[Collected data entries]
=======

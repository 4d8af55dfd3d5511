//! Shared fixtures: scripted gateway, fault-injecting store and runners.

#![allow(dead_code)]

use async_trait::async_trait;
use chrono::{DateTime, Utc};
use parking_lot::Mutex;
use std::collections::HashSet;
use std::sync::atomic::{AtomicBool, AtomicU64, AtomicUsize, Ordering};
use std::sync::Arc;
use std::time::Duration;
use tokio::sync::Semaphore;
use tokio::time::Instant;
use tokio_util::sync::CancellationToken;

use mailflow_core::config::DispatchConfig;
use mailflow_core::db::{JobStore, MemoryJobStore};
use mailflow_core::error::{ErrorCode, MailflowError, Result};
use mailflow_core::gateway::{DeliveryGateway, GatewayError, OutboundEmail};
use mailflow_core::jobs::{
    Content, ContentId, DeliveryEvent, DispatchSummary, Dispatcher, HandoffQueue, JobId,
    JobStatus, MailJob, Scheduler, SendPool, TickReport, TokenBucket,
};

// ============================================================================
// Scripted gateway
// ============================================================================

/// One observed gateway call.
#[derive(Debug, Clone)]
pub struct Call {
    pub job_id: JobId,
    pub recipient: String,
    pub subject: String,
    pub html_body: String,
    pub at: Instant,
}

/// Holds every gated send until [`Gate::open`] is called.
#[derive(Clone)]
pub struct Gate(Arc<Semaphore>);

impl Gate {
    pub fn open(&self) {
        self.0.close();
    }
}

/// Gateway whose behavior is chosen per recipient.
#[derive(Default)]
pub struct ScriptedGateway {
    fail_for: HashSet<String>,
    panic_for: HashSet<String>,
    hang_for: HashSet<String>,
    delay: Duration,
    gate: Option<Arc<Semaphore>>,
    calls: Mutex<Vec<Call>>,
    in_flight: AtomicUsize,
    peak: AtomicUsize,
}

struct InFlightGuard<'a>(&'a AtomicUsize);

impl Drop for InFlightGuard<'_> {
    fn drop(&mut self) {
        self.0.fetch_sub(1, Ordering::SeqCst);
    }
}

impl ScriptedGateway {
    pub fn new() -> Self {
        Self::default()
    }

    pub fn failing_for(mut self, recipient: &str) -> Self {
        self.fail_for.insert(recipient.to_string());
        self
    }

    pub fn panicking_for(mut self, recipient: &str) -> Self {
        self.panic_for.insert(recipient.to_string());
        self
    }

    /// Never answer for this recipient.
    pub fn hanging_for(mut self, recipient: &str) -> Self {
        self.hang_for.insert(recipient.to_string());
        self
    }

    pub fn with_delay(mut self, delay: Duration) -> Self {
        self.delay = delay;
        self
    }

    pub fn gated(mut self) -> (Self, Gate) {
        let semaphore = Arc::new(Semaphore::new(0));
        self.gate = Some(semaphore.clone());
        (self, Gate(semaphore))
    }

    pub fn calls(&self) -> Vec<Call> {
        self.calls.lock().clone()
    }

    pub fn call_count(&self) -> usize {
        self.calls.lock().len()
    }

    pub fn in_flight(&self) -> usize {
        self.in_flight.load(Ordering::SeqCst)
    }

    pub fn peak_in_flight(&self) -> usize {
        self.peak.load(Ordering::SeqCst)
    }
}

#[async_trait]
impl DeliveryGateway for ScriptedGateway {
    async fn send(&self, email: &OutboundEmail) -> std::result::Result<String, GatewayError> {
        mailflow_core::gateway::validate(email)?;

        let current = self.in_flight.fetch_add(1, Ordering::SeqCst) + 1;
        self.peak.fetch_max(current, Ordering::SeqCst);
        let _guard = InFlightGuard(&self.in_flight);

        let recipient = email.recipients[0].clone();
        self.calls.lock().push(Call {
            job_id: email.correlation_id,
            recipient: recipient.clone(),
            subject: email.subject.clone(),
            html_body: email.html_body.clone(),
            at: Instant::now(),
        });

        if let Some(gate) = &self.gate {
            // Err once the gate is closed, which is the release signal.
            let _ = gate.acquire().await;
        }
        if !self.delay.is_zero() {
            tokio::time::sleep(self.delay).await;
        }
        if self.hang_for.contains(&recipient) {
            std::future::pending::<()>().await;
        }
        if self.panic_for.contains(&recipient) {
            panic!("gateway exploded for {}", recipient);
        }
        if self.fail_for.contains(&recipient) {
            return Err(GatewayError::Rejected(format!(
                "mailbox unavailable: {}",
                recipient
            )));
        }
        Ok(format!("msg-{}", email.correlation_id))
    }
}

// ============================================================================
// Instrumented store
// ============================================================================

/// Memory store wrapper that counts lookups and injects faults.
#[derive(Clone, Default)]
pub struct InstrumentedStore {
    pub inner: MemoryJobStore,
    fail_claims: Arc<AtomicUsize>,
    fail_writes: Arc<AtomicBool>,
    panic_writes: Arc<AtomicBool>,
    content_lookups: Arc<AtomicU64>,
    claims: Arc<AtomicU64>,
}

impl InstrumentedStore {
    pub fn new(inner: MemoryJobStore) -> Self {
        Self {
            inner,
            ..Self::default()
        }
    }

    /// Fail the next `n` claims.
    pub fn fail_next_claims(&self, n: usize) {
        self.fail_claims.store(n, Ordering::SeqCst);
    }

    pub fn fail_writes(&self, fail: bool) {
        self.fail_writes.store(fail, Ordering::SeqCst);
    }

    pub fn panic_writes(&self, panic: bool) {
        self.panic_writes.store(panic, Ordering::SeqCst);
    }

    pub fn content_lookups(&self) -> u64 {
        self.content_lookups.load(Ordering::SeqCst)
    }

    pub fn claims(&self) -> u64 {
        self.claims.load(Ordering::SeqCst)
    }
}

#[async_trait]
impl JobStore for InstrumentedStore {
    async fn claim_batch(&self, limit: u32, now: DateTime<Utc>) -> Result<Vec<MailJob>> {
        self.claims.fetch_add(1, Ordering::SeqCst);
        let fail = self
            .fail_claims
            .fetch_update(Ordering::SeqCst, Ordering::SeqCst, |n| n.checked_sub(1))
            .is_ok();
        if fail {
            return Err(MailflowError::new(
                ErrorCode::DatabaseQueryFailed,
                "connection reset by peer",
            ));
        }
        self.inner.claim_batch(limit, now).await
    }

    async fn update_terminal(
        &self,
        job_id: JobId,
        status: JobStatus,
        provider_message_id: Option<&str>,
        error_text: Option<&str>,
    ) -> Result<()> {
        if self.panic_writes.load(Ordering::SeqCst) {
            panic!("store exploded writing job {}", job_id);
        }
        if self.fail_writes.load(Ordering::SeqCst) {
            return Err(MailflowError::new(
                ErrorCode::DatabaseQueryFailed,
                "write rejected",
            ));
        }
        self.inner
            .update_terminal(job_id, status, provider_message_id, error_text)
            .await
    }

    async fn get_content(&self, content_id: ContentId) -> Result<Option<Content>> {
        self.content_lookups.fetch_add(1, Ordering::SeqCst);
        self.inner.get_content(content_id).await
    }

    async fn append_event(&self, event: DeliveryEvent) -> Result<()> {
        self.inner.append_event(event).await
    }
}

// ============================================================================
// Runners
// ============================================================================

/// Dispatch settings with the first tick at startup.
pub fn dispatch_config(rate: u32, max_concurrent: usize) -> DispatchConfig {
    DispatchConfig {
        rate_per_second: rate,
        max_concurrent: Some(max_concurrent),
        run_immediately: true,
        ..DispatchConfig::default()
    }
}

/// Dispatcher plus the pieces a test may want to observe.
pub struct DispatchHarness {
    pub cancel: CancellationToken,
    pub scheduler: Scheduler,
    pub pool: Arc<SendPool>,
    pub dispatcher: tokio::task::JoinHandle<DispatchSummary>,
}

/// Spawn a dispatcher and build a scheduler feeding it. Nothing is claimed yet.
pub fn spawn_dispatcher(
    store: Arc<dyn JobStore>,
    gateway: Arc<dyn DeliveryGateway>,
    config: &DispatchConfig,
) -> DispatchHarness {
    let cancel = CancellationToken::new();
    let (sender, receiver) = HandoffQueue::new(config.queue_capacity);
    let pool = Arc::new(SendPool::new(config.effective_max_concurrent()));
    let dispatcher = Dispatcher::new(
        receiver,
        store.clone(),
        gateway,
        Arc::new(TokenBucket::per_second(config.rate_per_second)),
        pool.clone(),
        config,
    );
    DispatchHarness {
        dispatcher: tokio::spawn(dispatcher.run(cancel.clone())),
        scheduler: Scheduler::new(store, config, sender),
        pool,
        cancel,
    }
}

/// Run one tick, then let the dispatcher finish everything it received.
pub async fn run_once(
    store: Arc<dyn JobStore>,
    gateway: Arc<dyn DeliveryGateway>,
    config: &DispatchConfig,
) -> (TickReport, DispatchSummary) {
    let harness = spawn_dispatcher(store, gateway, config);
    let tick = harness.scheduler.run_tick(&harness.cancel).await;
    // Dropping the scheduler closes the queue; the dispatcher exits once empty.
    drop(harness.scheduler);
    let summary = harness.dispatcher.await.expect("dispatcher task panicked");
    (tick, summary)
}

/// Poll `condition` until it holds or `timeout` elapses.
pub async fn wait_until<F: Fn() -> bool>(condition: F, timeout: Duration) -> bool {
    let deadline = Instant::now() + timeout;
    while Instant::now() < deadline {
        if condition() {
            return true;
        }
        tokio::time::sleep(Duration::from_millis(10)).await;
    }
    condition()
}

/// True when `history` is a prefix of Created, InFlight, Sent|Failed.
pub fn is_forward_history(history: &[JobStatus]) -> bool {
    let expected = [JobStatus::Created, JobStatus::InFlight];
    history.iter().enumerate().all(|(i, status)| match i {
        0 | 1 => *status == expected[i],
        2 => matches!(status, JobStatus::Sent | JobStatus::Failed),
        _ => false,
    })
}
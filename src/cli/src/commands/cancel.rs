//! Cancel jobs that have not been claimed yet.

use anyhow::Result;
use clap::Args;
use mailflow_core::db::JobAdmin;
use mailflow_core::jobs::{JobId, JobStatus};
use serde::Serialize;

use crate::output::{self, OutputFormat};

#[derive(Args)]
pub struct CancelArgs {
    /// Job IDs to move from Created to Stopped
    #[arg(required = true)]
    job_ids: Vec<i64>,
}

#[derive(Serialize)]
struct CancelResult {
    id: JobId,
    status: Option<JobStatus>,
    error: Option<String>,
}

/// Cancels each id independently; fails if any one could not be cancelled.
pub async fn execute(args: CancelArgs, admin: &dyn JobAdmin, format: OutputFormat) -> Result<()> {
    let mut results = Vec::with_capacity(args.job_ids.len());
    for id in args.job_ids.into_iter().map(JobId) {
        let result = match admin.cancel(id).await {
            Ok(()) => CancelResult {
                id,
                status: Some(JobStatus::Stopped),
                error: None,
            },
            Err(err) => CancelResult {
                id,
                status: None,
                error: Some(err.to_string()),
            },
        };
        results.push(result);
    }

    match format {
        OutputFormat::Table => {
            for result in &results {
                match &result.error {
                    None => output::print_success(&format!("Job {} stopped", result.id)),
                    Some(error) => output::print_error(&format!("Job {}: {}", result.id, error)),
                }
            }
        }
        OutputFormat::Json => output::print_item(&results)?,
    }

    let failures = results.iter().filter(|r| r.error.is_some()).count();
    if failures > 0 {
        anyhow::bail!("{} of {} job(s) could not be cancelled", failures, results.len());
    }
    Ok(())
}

=======

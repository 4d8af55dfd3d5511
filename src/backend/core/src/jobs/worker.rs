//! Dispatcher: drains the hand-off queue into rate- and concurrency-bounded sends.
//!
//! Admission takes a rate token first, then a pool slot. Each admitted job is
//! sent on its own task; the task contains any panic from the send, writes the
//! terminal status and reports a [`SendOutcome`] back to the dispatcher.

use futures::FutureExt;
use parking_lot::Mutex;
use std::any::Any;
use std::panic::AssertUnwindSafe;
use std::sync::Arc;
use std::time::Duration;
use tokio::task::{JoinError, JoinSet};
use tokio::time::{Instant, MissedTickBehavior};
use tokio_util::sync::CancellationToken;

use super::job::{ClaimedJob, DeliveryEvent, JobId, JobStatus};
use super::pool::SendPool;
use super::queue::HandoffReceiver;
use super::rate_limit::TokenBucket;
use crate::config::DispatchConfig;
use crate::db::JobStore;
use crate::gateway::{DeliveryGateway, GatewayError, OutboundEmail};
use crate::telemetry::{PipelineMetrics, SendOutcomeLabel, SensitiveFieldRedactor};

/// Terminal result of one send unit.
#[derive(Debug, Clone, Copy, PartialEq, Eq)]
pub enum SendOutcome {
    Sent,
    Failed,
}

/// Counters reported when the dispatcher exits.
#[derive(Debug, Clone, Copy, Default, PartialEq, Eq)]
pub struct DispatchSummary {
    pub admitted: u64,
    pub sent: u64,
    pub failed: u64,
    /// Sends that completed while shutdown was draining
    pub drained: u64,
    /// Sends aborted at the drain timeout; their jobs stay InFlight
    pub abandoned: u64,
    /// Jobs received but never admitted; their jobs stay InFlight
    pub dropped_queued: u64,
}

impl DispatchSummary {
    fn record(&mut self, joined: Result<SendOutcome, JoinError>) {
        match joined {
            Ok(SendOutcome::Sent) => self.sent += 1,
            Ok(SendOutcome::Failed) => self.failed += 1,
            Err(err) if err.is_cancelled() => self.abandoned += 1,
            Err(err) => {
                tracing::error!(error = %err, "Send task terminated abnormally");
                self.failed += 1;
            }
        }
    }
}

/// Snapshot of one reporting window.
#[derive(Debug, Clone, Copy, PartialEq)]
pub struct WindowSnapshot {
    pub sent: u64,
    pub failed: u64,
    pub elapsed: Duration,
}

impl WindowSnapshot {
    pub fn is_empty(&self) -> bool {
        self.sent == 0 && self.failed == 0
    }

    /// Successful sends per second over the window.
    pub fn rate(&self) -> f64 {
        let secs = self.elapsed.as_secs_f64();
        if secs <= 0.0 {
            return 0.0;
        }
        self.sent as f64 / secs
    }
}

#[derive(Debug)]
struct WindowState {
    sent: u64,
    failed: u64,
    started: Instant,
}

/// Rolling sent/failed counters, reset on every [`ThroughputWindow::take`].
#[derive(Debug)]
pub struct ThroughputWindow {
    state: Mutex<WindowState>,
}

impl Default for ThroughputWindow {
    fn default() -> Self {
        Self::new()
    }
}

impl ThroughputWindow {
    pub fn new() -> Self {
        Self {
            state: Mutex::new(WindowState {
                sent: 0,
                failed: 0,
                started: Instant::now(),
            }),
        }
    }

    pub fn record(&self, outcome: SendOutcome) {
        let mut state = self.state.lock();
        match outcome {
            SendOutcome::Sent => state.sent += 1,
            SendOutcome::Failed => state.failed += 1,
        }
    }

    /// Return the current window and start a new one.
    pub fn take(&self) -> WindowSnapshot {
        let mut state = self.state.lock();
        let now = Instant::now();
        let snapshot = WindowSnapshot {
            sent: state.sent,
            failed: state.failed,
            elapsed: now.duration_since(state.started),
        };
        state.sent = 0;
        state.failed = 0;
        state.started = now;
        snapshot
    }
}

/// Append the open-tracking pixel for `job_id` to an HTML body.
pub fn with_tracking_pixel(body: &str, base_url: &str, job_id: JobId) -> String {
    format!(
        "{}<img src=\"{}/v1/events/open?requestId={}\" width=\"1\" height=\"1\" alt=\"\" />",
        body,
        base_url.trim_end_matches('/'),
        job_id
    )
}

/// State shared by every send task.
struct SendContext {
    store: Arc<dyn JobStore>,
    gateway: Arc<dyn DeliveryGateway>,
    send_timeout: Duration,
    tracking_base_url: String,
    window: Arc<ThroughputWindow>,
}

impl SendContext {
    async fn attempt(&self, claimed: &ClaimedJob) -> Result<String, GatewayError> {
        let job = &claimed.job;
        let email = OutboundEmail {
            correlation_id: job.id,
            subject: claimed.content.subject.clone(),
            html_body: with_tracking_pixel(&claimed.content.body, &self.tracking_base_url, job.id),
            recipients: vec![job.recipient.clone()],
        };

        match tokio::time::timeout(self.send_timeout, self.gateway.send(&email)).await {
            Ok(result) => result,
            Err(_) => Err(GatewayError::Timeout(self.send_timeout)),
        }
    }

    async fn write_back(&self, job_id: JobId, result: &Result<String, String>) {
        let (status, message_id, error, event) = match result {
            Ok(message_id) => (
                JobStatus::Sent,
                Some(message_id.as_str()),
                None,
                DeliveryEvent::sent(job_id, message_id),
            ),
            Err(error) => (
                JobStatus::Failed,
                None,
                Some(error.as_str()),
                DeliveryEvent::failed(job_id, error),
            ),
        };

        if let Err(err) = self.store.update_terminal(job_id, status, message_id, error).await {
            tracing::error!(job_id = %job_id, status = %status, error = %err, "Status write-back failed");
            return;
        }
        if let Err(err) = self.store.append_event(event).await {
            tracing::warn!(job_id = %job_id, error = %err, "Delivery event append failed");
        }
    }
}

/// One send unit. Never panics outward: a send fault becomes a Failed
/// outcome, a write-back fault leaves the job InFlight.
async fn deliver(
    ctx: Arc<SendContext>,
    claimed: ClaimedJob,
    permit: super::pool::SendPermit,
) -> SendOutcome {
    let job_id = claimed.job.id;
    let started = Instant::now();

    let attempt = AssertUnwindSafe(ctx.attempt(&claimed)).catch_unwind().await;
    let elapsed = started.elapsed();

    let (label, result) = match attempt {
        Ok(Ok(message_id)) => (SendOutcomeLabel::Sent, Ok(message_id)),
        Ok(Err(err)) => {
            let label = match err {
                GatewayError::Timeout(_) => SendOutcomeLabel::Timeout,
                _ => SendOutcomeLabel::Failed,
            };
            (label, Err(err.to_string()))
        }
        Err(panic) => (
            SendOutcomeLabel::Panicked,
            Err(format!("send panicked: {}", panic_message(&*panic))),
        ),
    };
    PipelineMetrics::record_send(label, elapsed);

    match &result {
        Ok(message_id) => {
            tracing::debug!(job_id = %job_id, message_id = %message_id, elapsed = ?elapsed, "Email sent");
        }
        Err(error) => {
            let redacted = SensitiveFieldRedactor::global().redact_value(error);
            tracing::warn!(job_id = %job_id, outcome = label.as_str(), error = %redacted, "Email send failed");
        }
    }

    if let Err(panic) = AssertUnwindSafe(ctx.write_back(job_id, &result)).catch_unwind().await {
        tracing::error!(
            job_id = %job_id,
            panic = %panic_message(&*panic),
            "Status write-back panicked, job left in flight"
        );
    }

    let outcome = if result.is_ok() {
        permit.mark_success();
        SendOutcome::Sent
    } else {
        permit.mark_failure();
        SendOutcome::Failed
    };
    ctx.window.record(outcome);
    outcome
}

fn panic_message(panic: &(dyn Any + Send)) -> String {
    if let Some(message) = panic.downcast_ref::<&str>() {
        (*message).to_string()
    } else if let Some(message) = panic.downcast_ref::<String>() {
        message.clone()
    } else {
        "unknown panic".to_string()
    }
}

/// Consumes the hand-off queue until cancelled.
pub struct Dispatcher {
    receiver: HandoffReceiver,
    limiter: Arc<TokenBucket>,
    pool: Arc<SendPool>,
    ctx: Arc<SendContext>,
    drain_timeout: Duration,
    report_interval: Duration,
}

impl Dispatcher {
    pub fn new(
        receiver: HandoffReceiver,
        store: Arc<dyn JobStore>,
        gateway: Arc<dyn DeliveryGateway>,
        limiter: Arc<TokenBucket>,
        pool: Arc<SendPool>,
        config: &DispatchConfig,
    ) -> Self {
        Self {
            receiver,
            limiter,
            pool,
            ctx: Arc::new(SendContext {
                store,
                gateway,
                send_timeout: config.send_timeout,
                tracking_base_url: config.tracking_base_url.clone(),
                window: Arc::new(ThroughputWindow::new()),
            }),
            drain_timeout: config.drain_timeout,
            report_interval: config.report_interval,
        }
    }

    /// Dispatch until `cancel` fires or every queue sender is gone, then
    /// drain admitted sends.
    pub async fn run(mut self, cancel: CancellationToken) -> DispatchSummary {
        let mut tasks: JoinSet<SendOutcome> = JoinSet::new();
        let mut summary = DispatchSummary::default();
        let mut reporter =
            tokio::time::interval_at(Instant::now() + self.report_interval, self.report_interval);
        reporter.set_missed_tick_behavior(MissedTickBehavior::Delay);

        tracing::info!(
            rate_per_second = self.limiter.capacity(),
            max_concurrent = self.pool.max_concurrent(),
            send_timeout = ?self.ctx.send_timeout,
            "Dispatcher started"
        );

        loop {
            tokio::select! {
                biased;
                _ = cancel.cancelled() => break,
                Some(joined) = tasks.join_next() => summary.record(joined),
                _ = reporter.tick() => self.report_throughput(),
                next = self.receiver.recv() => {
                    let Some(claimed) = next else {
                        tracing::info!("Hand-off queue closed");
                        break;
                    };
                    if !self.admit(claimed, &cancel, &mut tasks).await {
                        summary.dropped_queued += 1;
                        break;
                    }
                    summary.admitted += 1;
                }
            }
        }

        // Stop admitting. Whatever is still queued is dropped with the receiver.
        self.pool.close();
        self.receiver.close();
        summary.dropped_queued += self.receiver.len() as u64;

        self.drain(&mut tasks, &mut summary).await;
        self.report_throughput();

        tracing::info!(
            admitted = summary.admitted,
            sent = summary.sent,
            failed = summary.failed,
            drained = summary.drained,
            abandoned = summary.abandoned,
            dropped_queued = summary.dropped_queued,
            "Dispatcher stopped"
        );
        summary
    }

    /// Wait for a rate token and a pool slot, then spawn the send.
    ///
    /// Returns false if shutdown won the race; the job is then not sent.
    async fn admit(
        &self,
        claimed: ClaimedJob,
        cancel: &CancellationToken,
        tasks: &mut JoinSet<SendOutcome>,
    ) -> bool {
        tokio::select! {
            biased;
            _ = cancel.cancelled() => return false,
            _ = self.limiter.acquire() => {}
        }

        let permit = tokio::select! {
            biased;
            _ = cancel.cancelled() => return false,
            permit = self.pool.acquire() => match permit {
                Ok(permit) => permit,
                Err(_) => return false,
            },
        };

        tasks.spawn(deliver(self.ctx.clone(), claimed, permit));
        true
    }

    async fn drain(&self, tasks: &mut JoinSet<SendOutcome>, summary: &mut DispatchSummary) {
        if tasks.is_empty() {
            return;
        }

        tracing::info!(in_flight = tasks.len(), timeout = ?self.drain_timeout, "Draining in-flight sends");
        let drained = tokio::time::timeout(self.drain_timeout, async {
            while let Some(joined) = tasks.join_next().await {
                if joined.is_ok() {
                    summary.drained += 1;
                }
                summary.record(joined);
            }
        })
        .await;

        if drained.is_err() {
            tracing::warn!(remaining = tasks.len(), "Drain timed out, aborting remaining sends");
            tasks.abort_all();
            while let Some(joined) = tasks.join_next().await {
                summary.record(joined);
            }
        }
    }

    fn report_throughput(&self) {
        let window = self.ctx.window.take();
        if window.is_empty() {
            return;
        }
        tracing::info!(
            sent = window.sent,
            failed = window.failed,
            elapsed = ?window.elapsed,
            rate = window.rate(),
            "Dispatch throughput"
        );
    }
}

=======

> [Task statement]
Copy out every line from the records that has the word "InFlightGuard".

> [Reply]
struct InFlightGuard<'a>(&'a AtomicUsize);
impl Drop for InFlightGuard<'_> {
        let _guard = InFlightGuard(&self.in_flight);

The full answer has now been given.